Nous avons vu dans le billet Un traité volontairement obscur que les maximes de Sun Tzu pouvaient bien souvent se révéler particulièrement ardues à traduire en français à cause, entre autres, de l’élasticité de la langue classique chinoise. Si la plupart du temps Jean Lévi s’engage dans sa traduction et livre un texte compréhensible en prenant parti sur les amphibologies du texte original, certains propos demeurent néanmoins encore hermétiques.
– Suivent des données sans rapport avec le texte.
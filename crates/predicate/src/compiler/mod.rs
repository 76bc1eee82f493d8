//! The predicate compiler.
//!
//! [`PredicateCompiler`] turns the criteria of one search into a single
//! [`Predicate`] over the record-version index. Alternative values of a
//! criterion are ORed, separate criteria are ANDed.
//!
//! # Handlers
//!
//! | Type | Handler |
//! |------|---------|
//! | date | [`DateHandler`] |
//! | number | [`NumberHandler`] |
//! | quantity | [`QuantityHandler`] |
//! | token | [`TokenHandler`] |
//! | string | [`StringHandler`] |
//! | uri | [`UriHandler`] |
//! | reference | [`ReferenceHandler`] |
//! | any, with `:missing` | [`MissingHandler`] |
//!
//! Composite criteria, forward chains and `_has` reverse chains recurse into
//! the compiler itself. Chains resolve the remote side through the
//! [`IndexStore`] before the local predicate can be built, so compilation is
//! async and honours the caller's cancellation token at every level.
//!
//! # Example
//!
//! ```
//! use std::sync::Arc;
//! use std::time::Duration;
//!
//! use helios_predicate::compiler::PredicateCompiler;
//! use helios_predicate::search::{ResourceTypeRegistry, SearchParameterDefinition};
//! use helios_predicate::store::InMemoryIndexStore;
//! use helios_predicate::tenant::{
//!     IdentityCache, SearchContext, ServerIdentity, StaticIdentityProvider,
//! };
//! use helios_predicate::types::{Criterion, SearchParamType, SearchValue};
//!
//! # tokio_test::block_on(async {
//! let identity = ServerIdentity::parse("https://acme.org/fhir").unwrap();
//! let compiler = PredicateCompiler::new(
//!     Arc::new(InMemoryIndexStore::new()),
//!     Arc::new(IdentityCache::new(
//!         Arc::new(StaticIdentityProvider::new(identity)),
//!         Duration::from_secs(300),
//!     )),
//!     Arc::new(ResourceTypeRegistry::with_types(["Observation", "Patient"]).unwrap()),
//! );
//!
//! let code = Arc::new(
//!     SearchParameterDefinition::new(
//!         "http://hl7.org/fhir/SearchParameter/clinical-code",
//!         "code",
//!         SearchParamType::Token,
//!         "Observation.code",
//!     )
//!     .with_base(vec!["Observation"]),
//! );
//! let criteria = vec![Criterion::new(code).with_value(SearchValue::token("http://loinc.org|1234-5"))];
//!
//! let predicate = compiler
//!     .compile(&SearchContext::default(), "Observation", &criteria)
//!     .await
//!     .unwrap();
//! assert!(predicate.to_string().starts_with("EXISTS(token_index"));
//! # });
//! ```

mod chain;
mod composite;
mod date;
mod missing;
mod number;
mod quantity;
mod reference;
mod reverse_chain;
mod string;
mod token;
mod uri;

use std::sync::Arc;

use futures::future::{BoxFuture, FutureExt};
use tokio::sync::OnceCell;
use tracing::{debug, trace};

use crate::config::{CompilerConfig, ConfigError};
use crate::error::{DefectError, PredicateResult};
use crate::predicate::{Predicate, RowCondition, collapse_reference_sets};
use crate::search::{ResourceTypeRegistry, SearchParameterDefinition};
use crate::store::IndexStore;
use crate::tenant::{IdentityCache, SearchContext, ServerIdentity};
use crate::types::{
    Criterion, IndexTable, QuantityValue, SearchModifier, SearchParamType, SearchValue,
};

pub use date::DateHandler;
pub use missing::MissingHandler;
pub use number::NumberHandler;
pub use quantity::QuantityHandler;
pub use reference::ReferenceHandler;
pub use string::StringHandler;
pub use token::TokenHandler;
pub use uri::UriHandler;

/// Compiles search criteria into index predicates.
///
/// A compiler is shared by all requests; per-request state lives in the
/// [`SearchContext`] and in a private per-call scratch area, so concurrent
/// compilations never contend.
pub struct PredicateCompiler {
    config: CompilerConfig,
    store: Arc<dyn IndexStore>,
    identity: Arc<IdentityCache>,
    resource_types: Arc<ResourceTypeRegistry>,
}

/// Hops taken so far, counted separately for each chain direction.
#[derive(Debug, Clone, Copy, Default)]
struct Depth {
    forward: usize,
    reverse: usize,
}

/// State of one top-level `compile` call.
struct Compilation<'a> {
    ctx: &'a SearchContext,
    identity: OnceCell<ServerIdentity>,
}

impl<'a> Compilation<'a> {
    fn new(ctx: &'a SearchContext) -> Self {
        Self {
            ctx,
            identity: OnceCell::new(),
        }
    }

    /// The server identity: the context override if present, else the cached
    /// one, looked up at most once per compilation.
    async fn identity(&self, cache: &IdentityCache) -> PredicateResult<&ServerIdentity> {
        if let Some(identity) = self.ctx.identity() {
            return Ok(identity);
        }
        self.identity
            .get_or_try_init(|| {
                self.ctx
                    .run_cancellable(cache.primary_identity(self.ctx.tenant_id()))
            })
            .await
    }
}

impl PredicateCompiler {
    /// Creates a compiler with the default configuration.
    pub fn new(
        store: Arc<dyn IndexStore>,
        identity: Arc<IdentityCache>,
        resource_types: Arc<ResourceTypeRegistry>,
    ) -> Self {
        Self {
            config: CompilerConfig::default(),
            store,
            identity,
            resource_types,
        }
    }

    /// Replaces the configuration after validating it.
    pub fn with_config(mut self, config: CompilerConfig) -> Result<Self, ConfigError> {
        config.validate().map_err(ConfigError::Invalid)?;
        self.config = config;
        Ok(self)
    }

    /// Returns the configuration.
    pub fn config(&self) -> &CompilerConfig {
        &self.config
    }

    /// Returns the index store used for chain resolution.
    pub fn store(&self) -> &Arc<dyn IndexStore> {
        &self.store
    }

    /// Returns the identity cache.
    pub fn identity_cache(&self) -> &Arc<IdentityCache> {
        &self.identity
    }

    /// Returns the resource type registry.
    pub fn resource_types(&self) -> &ResourceTypeRegistry {
        &self.resource_types
    }

    /// Compiles the criteria of one search on `resource_type`.
    ///
    /// No criteria compile to [`Predicate::True`]. Defects, depth violations,
    /// collaborator failures and cancellation abort the whole compilation;
    /// a partial predicate is never returned.
    pub async fn compile(
        &self,
        ctx: &SearchContext,
        resource_type: &str,
        criteria: &[Criterion],
    ) -> PredicateResult<Predicate> {
        self.require_type(resource_type)?;

        debug!(
            resource_type,
            criteria = criteria.len(),
            chain_depth = criteria.iter().map(Criterion::chain_depth).max().unwrap_or(0),
            tenant = %ctx.tenant_id(),
            correlation_id = ctx.correlation_id().unwrap_or("-"),
            "Compiling search predicate"
        );

        let run = Compilation::new(ctx);
        let mut predicate = self
            .compile_criteria(&run, resource_type, criteria, Depth::default())
            .await?;
        if self.config.collapse_reference_sets {
            predicate = collapse_reference_sets(predicate);
        }

        debug!(
            resource_type,
            nodes = predicate.node_count(),
            "Compiled search predicate"
        );
        Ok(predicate)
    }

    /// ANDs the criteria, each compiled to the OR of its values.
    fn compile_criteria<'a>(
        &'a self,
        run: &'a Compilation<'a>,
        resource_type: &'a str,
        criteria: &'a [Criterion],
        depth: Depth,
    ) -> BoxFuture<'a, PredicateResult<Predicate>> {
        async move {
            run.ctx.check_cancelled()?;

            let (chained, direct): (Vec<&Criterion>, Vec<&Criterion>) =
                criteria.iter().partition(|c| c.is_chained());

            let mut parts = Vec::with_capacity(criteria.len());
            for criterion in direct {
                self.validate(resource_type, criterion)?;
                let part = self.compile_direct(run, criterion).await?;
                trace!(resource_type, parameter = criterion.code(), "Compiled criterion");
                parts.push(part);
            }

            for criterion in chained {
                self.validate(resource_type, criterion)?;
                let part = if let Some(link) = &criterion.chain {
                    chain::compile(self, run, resource_type, criterion, link, depth).await?
                } else if criterion.param_type() == SearchParamType::Composite {
                    composite::compile(self, run, resource_type, criterion, depth).await?
                } else {
                    reverse_chain::compile(self, run, resource_type, criterion, depth).await?
                };
                trace!(
                    resource_type,
                    parameter = criterion.code(),
                    "Compiled chained criterion"
                );
                parts.push(part);
            }

            Ok(Predicate::and(parts))
        }
        .boxed()
    }

    /// Compiles a criterion that maps onto a single index table.
    async fn compile_direct(
        &self,
        run: &Compilation<'_>,
        criterion: &Criterion,
    ) -> PredicateResult<Predicate> {
        if criterion.is_missing() {
            return MissingHandler::build(criterion);
        }

        let param = criterion.parameter.as_ref();
        let table = IndexTable::for_param_type(param.param_type).ok_or_else(|| {
            DefectError::ValueTypeMismatch {
                parameter: param.code.clone(),
                expected: param.param_type,
                found: "unindexed".to_string(),
            }
        })?;
        let modifier = criterion.modifier.as_ref();
        let margin = self.config.approximate_margin();

        let mut alternatives = Vec::with_capacity(criterion.values.len());
        for value in &criterion.values {
            let alternative = match (param.param_type, value) {
                (SearchParamType::Date, SearchValue::Date(v)) => DateHandler::build(param, v)?,
                (SearchParamType::Number, SearchValue::Number(v)) => {
                    NumberHandler::build(param, v, margin)?
                }
                (SearchParamType::Quantity, SearchValue::Quantity(v)) => {
                    QuantityHandler::build(param, v, margin)?
                }
                (SearchParamType::Quantity, SearchValue::Number(v)) => {
                    QuantityHandler::build(param, &QuantityValue::from(v.clone()), margin)?
                }
                (SearchParamType::Token, SearchValue::Token(v)) => TokenHandler::build(v),
                (SearchParamType::String, SearchValue::String(v)) => {
                    StringHandler::build(param, modifier, v)?
                }
                (SearchParamType::Uri, SearchValue::Uri(v)) => UriHandler::build(param, modifier, v)?,
                (SearchParamType::Reference, SearchValue::Reference(v)) => {
                    let identity = run.identity(&self.identity).await?;
                    ReferenceHandler::build(param, modifier, v, identity)?
                }
                (_, other) => return Err(value_mismatch(param, other).into()),
            };
            alternatives.push(alternative);
        }

        Ok(Predicate::exists(
            table,
            param.id(),
            RowCondition::or(alternatives),
        ))
    }

    /// Checks a criterion against its parameter's declared contract.
    fn validate(&self, resource_type: &str, criterion: &Criterion) -> PredicateResult<()> {
        let param = criterion.parameter.as_ref();

        if !param.applies_to(resource_type) {
            return Err(DefectError::ParameterNotOnType {
                parameter: param.code.clone(),
                source_type: resource_type.to_string(),
                allowed: param.base.clone(),
            }
            .into());
        }
        require_usable(param)?;

        if let Some(modifier) = &criterion.modifier {
            if param.is_composite() {
                return Err(DefectError::ModifierOnComposite {
                    parameter: param.code.clone(),
                    modifier: modifier.to_string(),
                }
                .into());
            }
            if !param.legal_modifiers().contains(&modifier.kind()) {
                return Err(unsupported_modifier(param, modifier).into());
            }
        }

        // Chains validate their own link; `:missing` validates its own values.
        if criterion.chain.is_some() || criterion.is_missing() {
            return Ok(());
        }

        if criterion.values.is_empty() {
            return Err(DefectError::MissingValue {
                parameter: param.code.clone(),
            }
            .into());
        }

        let legal = param.legal_prefixes();
        for value in &criterion.values {
            if let Some(prefix) = value.prefix()
                && !legal.contains(&prefix)
            {
                return Err(DefectError::UnsupportedPrefix {
                    parameter: param.code.clone(),
                    param_type: param.param_type,
                    prefix: prefix.to_string(),
                    allowed: legal.iter().map(ToString::to_string).collect(),
                }
                .into());
            }
            if !accepts(param.param_type, value) {
                return Err(value_mismatch(param, value).into());
            }
        }
        Ok(())
    }

    fn require_type(&self, resource_type: &str) -> PredicateResult<()> {
        if self.resource_types.contains(resource_type) {
            Ok(())
        } else {
            Err(DefectError::UnknownResourceType {
                resource_type: resource_type.to_string(),
            }
            .into())
        }
    }
}

impl std::fmt::Debug for PredicateCompiler {
    fn fmt(&self, f: &mut std::fmt::Formatter<'_>) -> std::fmt::Result {
        f.debug_struct("PredicateCompiler")
            .field("config", &self.config)
            .field("store", &self.store.store_name())
            .field("resource_types", &self.resource_types.len())
            .finish()
    }
}

/// Whether a value's shape fits the declared parameter type.
fn accepts(param_type: SearchParamType, value: &SearchValue) -> bool {
    matches!(
        (param_type, value),
        (SearchParamType::Date, SearchValue::Date(_))
            | (SearchParamType::Number, SearchValue::Number(_))
            | (
                SearchParamType::Quantity,
                SearchValue::Quantity(_) | SearchValue::Number(_)
            )
            | (SearchParamType::Token, SearchValue::Token(_))
            | (SearchParamType::String, SearchValue::String(_))
            | (SearchParamType::Uri, SearchValue::Uri(_))
            | (SearchParamType::Reference, SearchValue::Reference(_))
            | (SearchParamType::Composite, SearchValue::Composite(_))
            | (SearchParamType::Special, SearchValue::Has(_))
    )
}

/// Rejects parameters whose status does not allow searching.
pub(crate) fn require_usable(param: &SearchParameterDefinition) -> Result<(), DefectError> {
    if param.status.is_usable() {
        Ok(())
    } else {
        Err(DefectError::ParameterNotUsable {
            parameter: param.code.clone(),
            status: param.status,
        })
    }
}

pub(crate) fn unsupported_modifier(
    param: &SearchParameterDefinition,
    modifier: &SearchModifier,
) -> DefectError {
    DefectError::UnsupportedModifier {
        parameter: param.code.clone(),
        param_type: param.param_type,
        modifier: modifier.to_string(),
        allowed: param
            .legal_modifiers()
            .iter()
            .map(ToString::to_string)
            .collect(),
    }
}

pub(crate) fn value_mismatch(param: &SearchParameterDefinition, value: &SearchValue) -> DefectError {
    DefectError::ValueTypeMismatch {
        parameter: param.code.clone(),
        expected: param.param_type,
        found: value.kind_name().to_string(),
    }
}
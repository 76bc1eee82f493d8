//! Number parameter handler and the magnitude logic shared with quantities.

use rust_decimal::Decimal;

use crate::error::{DefectError, PredicateResult};
use crate::predicate::{CompareOp, Field, RowCondition};
use crate::search::SearchParameterDefinition;
use crate::types::{IndexComparator, MAX_NUMBER_SCALE, NumberValue, SearchPrefix, tolerance_band};

/// Builds row conditions over decimal magnitudes.
///
/// The query value implies a half-open tolerance band from its scale: `5.0`
/// covers `[4.95, 5.05)`. A row may itself carry a comparator (a stored
/// `>=6`), in which case it represents a ray rather than a point and the
/// query comparator is composed with it.
pub struct NumberHandler;

impl NumberHandler {
    /// Builds the condition for one alternative value.
    pub fn build(
        param: &SearchParameterDefinition,
        value: &NumberValue,
        margin: Decimal,
    ) -> PredicateResult<RowCondition> {
        let magnitude = value.value.ok_or_else(|| DefectError::MissingValue {
            parameter: param.code.clone(),
        })?;
        magnitude_condition(param, magnitude, value.prefix.unwrap_or_default(), margin)
    }
}

/// Magnitude test for `prefix value`, composed with the row comparator.
pub(crate) fn magnitude_condition(
    param: &SearchParameterDefinition,
    value: Decimal,
    prefix: SearchPrefix,
    margin: Decimal,
) -> PredicateResult<RowCondition> {
    let invalid_scale = || DefectError::InvalidScale {
        parameter: param.code.clone(),
        value: value.to_string(),
        max_scale: MAX_NUMBER_SCALE,
    };
    let (low, high) = tolerance_band(value).ok_or_else(invalid_scale)?;

    let cases = match prefix {
        SearchPrefix::Eq => RowCases::equal(low, high),
        SearchPrefix::Ne => RowCases::not_equal(low, high),
        SearchPrefix::Gt | SearchPrefix::Sa => RowCases::greater(CompareOp::Ge, high),
        SearchPrefix::Ge => RowCases::greater(CompareOp::Ge, low),
        SearchPrefix::Lt | SearchPrefix::Eb => RowCases::less(CompareOp::Lt, low),
        SearchPrefix::Le => RowCases::less(CompareOp::Lt, high),
        SearchPrefix::Ap => {
            let delta = value
                .abs()
                .checked_mul(margin)
                .ok_or_else(invalid_scale)?;
            let wide_low = value.checked_sub(delta).ok_or_else(invalid_scale)?.min(low);
            let wide_high = value.checked_add(delta).ok_or_else(invalid_scale)?.max(high);
            RowCases::equal(wide_low, wide_high)
        }
    };
    Ok(cases.into_condition())
}

/// One condition per kind of stored row: a plain point, or a ray `> v`,
/// `>= v`, `< v`, `<= v`.
struct RowCases {
    point: RowCondition,
    gt: RowCondition,
    ge: RowCondition,
    lt: RowCondition,
    le: RowCondition,
}

fn value_is(op: CompareOp, at: Decimal) -> RowCondition {
    RowCondition::compare(Field::QuantityValue, op, at)
}

impl RowCases {
    /// Band `[low, high)` intersects the row.
    fn equal(low: Decimal, high: Decimal) -> Self {
        Self {
            point: RowCondition::and([value_is(CompareOp::Ge, low), value_is(CompareOp::Lt, high)]),
            gt: value_is(CompareOp::Lt, high),
            ge: value_is(CompareOp::Lt, high),
            lt: value_is(CompareOp::Gt, low),
            le: value_is(CompareOp::Ge, low),
        }
    }

    /// Row lies entirely outside `[low, high)`.
    fn not_equal(low: Decimal, high: Decimal) -> Self {
        Self {
            point: RowCondition::or([value_is(CompareOp::Lt, low), value_is(CompareOp::Ge, high)]),
            gt: value_is(CompareOp::Ge, high),
            ge: value_is(CompareOp::Ge, high),
            lt: value_is(CompareOp::Le, low),
            le: value_is(CompareOp::Lt, low),
        }
    }

    /// Row reaches `op bound` from below. Upward rays always do.
    fn greater(op: CompareOp, bound: Decimal) -> Self {
        Self {
            point: value_is(op, bound),
            gt: RowCondition::True,
            ge: RowCondition::True,
            lt: value_is(CompareOp::Gt, bound),
            le: value_is(op, bound),
        }
    }

    /// Row reaches `op bound` from above. Downward rays always do.
    fn less(op: CompareOp, bound: Decimal) -> Self {
        Self {
            point: value_is(op, bound),
            gt: value_is(op, bound),
            ge: value_is(op, bound),
            lt: RowCondition::True,
            le: RowCondition::True,
        }
    }

    fn into_condition(self) -> RowCondition {
        let stored = |c: IndexComparator| RowCondition::eq(Field::QuantityComparator, c);
        RowCondition::or([
            RowCondition::and([RowCondition::is_null(Field::QuantityComparator), self.point]),
            RowCondition::and([stored(IndexComparator::Gt), self.gt]),
            RowCondition::and([stored(IndexComparator::Ge), self.ge]),
            RowCondition::and([stored(IndexComparator::Lt), self.lt]),
            RowCondition::and([stored(IndexComparator::Le), self.le]),
        ])
    }
}
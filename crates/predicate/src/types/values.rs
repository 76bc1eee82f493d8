//! Typed alternative values carried by a criterion.
//!
//! The upstream parser produces these already classified; the helpers here
//! exist so fixtures, tests and the explain binary can build them from the
//! usual FHIR textual forms.

use std::fmt;
use std::sync::Arc;

use chrono::{DateTime, Duration, Months, NaiveDate, NaiveDateTime, NaiveTime, TimeZone, Utc};
use rust_decimal::Decimal;
use serde::{Deserialize, Serialize};

use crate::search::SearchParameterDefinition;

use super::criterion::Criterion;
use super::search_params::SearchPrefix;

/// Largest decimal scale whose tolerance band is still representable.
pub const MAX_NUMBER_SCALE: u32 = 27;

/// One alternative value of a criterion.
#[derive(Debug, Clone, PartialEq, Serialize, Deserialize)]
#[serde(rename_all = "lowercase")]
pub enum SearchValue {
    /// A date, dateTime or period bound.
    Date(DateValue),
    /// A plain decimal.
    Number(NumberValue),
    /// A decimal with optional unit system and code.
    Quantity(QuantityValue),
    /// A coded value.
    Token(TokenValue),
    /// A string value.
    String(String),
    /// A URI.
    Uri(UriValue),
    /// A reference to another resource.
    Reference(ReferenceValue),
    /// One value-group of a composite parameter.
    Composite(CompositeValue),
    /// A reverse chain (`_has`).
    Has(ReverseChain),
    /// The boolean operand of `:missing`: `true` selects records without a
    /// row, `false` records with one.
    Missing(bool),
}

impl SearchValue {
    /// Short name of the value's shape, used in defect messages.
    pub fn kind_name(&self) -> &'static str {
        match self {
            SearchValue::Date(_) => "date",
            SearchValue::Number(_) => "number",
            SearchValue::Quantity(_) => "quantity",
            SearchValue::Token(_) => "token",
            SearchValue::String(_) => "string",
            SearchValue::Uri(_) => "uri",
            SearchValue::Reference(_) => "reference",
            SearchValue::Composite(_) => "composite",
            SearchValue::Has(_) => "_has",
            SearchValue::Missing(_) => "missing",
        }
    }

    /// The comparator carried by this value, if any.
    pub fn prefix(&self) -> Option<SearchPrefix> {
        match self {
            SearchValue::Date(v) => v.prefix,
            SearchValue::Number(v) => v.prefix,
            SearchValue::Quantity(v) => v.prefix,
            _ => None,
        }
    }

    /// Creates a string value.
    pub fn string(value: impl Into<String>) -> Self {
        SearchValue::String(value.into())
    }

    /// Creates a token value from `code`, `system|code`, `|code` or `system|`.
    pub fn token(value: &str) -> Self {
        SearchValue::Token(TokenValue::parse(value))
    }
}

// ============================================================================
// Dates
// ============================================================================

/// Precision of a date value.
#[derive(Debug, Clone, Copy, PartialEq, Eq, Hash, PartialOrd, Ord, Serialize, Deserialize)]
#[serde(rename_all = "lowercase")]
pub enum DatePrecision {
    /// Year only (YYYY).
    Year,
    /// Year and month (YYYY-MM).
    Month,
    /// Full date (YYYY-MM-DD).
    Day,
    /// Date with hour.
    Hour,
    /// Date with hour and minute.
    Minute,
    /// Date with time to seconds.
    Second,
    /// Date with time to milliseconds.
    Millisecond,
}

impl DatePrecision {
    /// Start of the next period after `start`.
    pub fn next_period(&self, start: DateTime<Utc>) -> Option<DateTime<Utc>> {
        match self {
            DatePrecision::Year => start.checked_add_months(Months::new(12)),
            DatePrecision::Month => start.checked_add_months(Months::new(1)),
            DatePrecision::Day => start.checked_add_signed(Duration::days(1)),
            DatePrecision::Hour => start.checked_add_signed(Duration::hours(1)),
            DatePrecision::Minute => start.checked_add_signed(Duration::minutes(1)),
            DatePrecision::Second => start.checked_add_signed(Duration::seconds(1)),
            DatePrecision::Millisecond => start.checked_add_signed(Duration::milliseconds(1)),
        }
    }

    /// Start of the period before `start`.
    pub fn previous_period(&self, start: DateTime<Utc>) -> Option<DateTime<Utc>> {
        match self {
            DatePrecision::Year => start.checked_sub_months(Months::new(12)),
            DatePrecision::Month => start.checked_sub_months(Months::new(1)),
            DatePrecision::Day => start.checked_sub_signed(Duration::days(1)),
            DatePrecision::Hour => start.checked_sub_signed(Duration::hours(1)),
            DatePrecision::Minute => start.checked_sub_signed(Duration::minutes(1)),
            DatePrecision::Second => start.checked_sub_signed(Duration::seconds(1)),
            DatePrecision::Millisecond => start.checked_sub_signed(Duration::milliseconds(1)),
        }
    }
}

impl fmt::Display for DatePrecision {
    fn fmt(&self, f: &mut fmt::Formatter<'_>) -> fmt::Result {
        match self {
            DatePrecision::Year => write!(f, "year"),
            DatePrecision::Month => write!(f, "month"),
            DatePrecision::Day => write!(f, "day"),
            DatePrecision::Hour => write!(f, "hour"),
            DatePrecision::Minute => write!(f, "minute"),
            DatePrecision::Second => write!(f, "second"),
            DatePrecision::Millisecond => write!(f, "millisecond"),
        }
    }
}

/// A date search value: the start of a period plus its precision.
#[derive(Debug, Clone, PartialEq, Eq, Serialize, Deserialize)]
pub struct DateValue {
    /// Start of the period, normalized to UTC.
    pub instant: Option<DateTime<Utc>>,
    /// How much of the value was specified.
    pub precision: DatePrecision,
    /// Comparator, `eq` when absent.
    #[serde(default, skip_serializing_if = "Option::is_none")]
    pub prefix: Option<SearchPrefix>,
}

impl DateValue {
    /// Creates a date value from a start instant and precision.
    pub fn new(instant: DateTime<Utc>, precision: DatePrecision) -> Self {
        Self {
            instant: Some(instant),
            precision,
            prefix: None,
        }
    }

    /// Parses a FHIR date/dateTime (`2023`, `2023-06`, `2023-06-01`,
    /// `2023-06-01T10:30`, `2023-06-01T10:30:00.250+02:00`).
    ///
    /// Values without an offset are taken as UTC.
    pub fn parse(text: &str) -> Option<Self> {
        let (instant, precision) = parse_partial_datetime(text)?;
        Some(Self::new(instant, precision))
    }

    /// Sets the comparator.
    pub fn with_prefix(mut self, prefix: SearchPrefix) -> Self {
        self.prefix = Some(prefix);
        self
    }

    /// Half-open `[start, end)` window covered by this value. `end` is the
    /// start of the next period, so instants of any resolution fall on
    /// exactly one side of it.
    pub fn window(&self) -> Option<(DateTime<Utc>, DateTime<Utc>)> {
        let start = self.instant?;
        let end = self.precision.next_period(start)?;
        Some((start, end))
    }

    /// The half-open window widened by one precision unit on either side.
    pub fn approximate_window(&self) -> Option<(DateTime<Utc>, DateTime<Utc>)> {
        let start = self.instant?;
        let wide_start = self.precision.previous_period(start)?;
        let wide_end = self
            .precision
            .next_period(self.precision.next_period(start)?)?;
        Some((wide_start, wide_end))
    }
}
//! Tenant identifier type.

use std::fmt;
use std::str::FromStr;

use serde::{Deserialize, Serialize};

/// Tenant used when a deployment is not multi-tenant.
pub const DEFAULT_TENANT: &str = "default";

/// An opaque tenant identifier.
///
/// Every compilation runs on behalf of one tenant; the tenant selects which
/// server identity classifies references and which index partition chained
/// sub-queries read.
///
/// # Examples
///
/// ```
/// use helios_predicate::tenant::TenantId;
///
/// let tenant = TenantId::new("acme");
/// assert_eq!(tenant.as_str(), "acme");
/// assert!(TenantId::default_tenant().is_default());
/// ```
#[derive(Clone, PartialEq, Eq, Hash, PartialOrd, Ord, Serialize, Deserialize)]
#[serde(transparent)]
pub struct TenantId(String);

impl TenantId {
    /// Creates a new tenant ID from the given string.
    pub fn new(id: impl Into<String>) -> Self {
        Self(id.into())
    }

    /// Returns the default tenant ID.
    pub fn default_tenant() -> Self {
        Self(DEFAULT_TENANT.to_string())
    }

    /// Returns the tenant ID as a string slice.
    pub fn as_str(&self) -> &str {
        &self.0
    }

    /// Returns `true` if this is the default tenant.
    pub fn is_default(&self) -> bool {
        self.0 == DEFAULT_TENANT
    }
}

impl Default for TenantId {
    fn default() -> Self {
        Self::default_tenant()
    }
}

impl fmt::Display for TenantId {
    fn fmt(&self, f: &mut fmt::Formatter<'_>) -> fmt::Result {
        write!(f, "{}", self.0)
    }
}

impl fmt::Debug for TenantId {
    fn fmt(&self, f: &mut fmt::Formatter<'_>) -> fmt::Result {
        write!(f, "TenantId({})", self.0)
    }
}

impl FromStr for TenantId {
    type Err = std::convert::Infallible;

    fn from_str(s: &str) -> Result<Self, Self::Err> {
        Ok(TenantId::new(s))
    }
}

impl From<&str> for TenantId {
    fn from(s: &str) -> Self {
        TenantId::new(s)
    }
}

impl From<String> for TenantId {
    fn from(s: String) -> Self {
        TenantId::new(s)
    }
}

impl AsRef<str> for TenantId {
    fn as_ref(&self) -> &str {
        &self.0
    }
}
Le traducteur est en effet confronté au dilemme de devoir également rendre le plus fidèlement possible les propos du texte original, jusque dans ses incompréhensibilités.
Ces dernières se constatent très bien par la confrontation des glossateurs historiques, qui avaient par endroits des compréhensions totalement divergentes de certains des passages de L’art de la guerre. Prenons un exemple :
« L’analyse stratégique comprend : les superficies, les quantités, les effectifs, la balance des forces et la supériorité. Du territoire dépendent les superficies, les superficies conditionnent les quantités, les quantités les effectifs, les effectifs la balance des forces, la balance des forces la supériorité. » (chapitre 4)
Ces propos obscurs de Sun Tzu, non développés par la suite dans le traité, obligent Jean Lévi à en éclairer le sens dans une note explicative :
Chacun de ces termes est analysé par les commentateurs ; en fait, ceux-ci se répètent ou se contredisent. On peut néanmoins, dans cette cacophonie, dégager, deux interprétations. Soit il s’agit, dans un sens restrictif, de l’examen du théâtre des opérations et des différentes étapes des supputations qui conduisent à prédire l’issue de la guerre ; soit on donne un sens plus général à la comparaison, et il s’agit du calcul des atouts respectifs des deux principautés. Ti (terres) signifiant aussi bien « territoire » que « terrain », où se déroule la bataille.[1]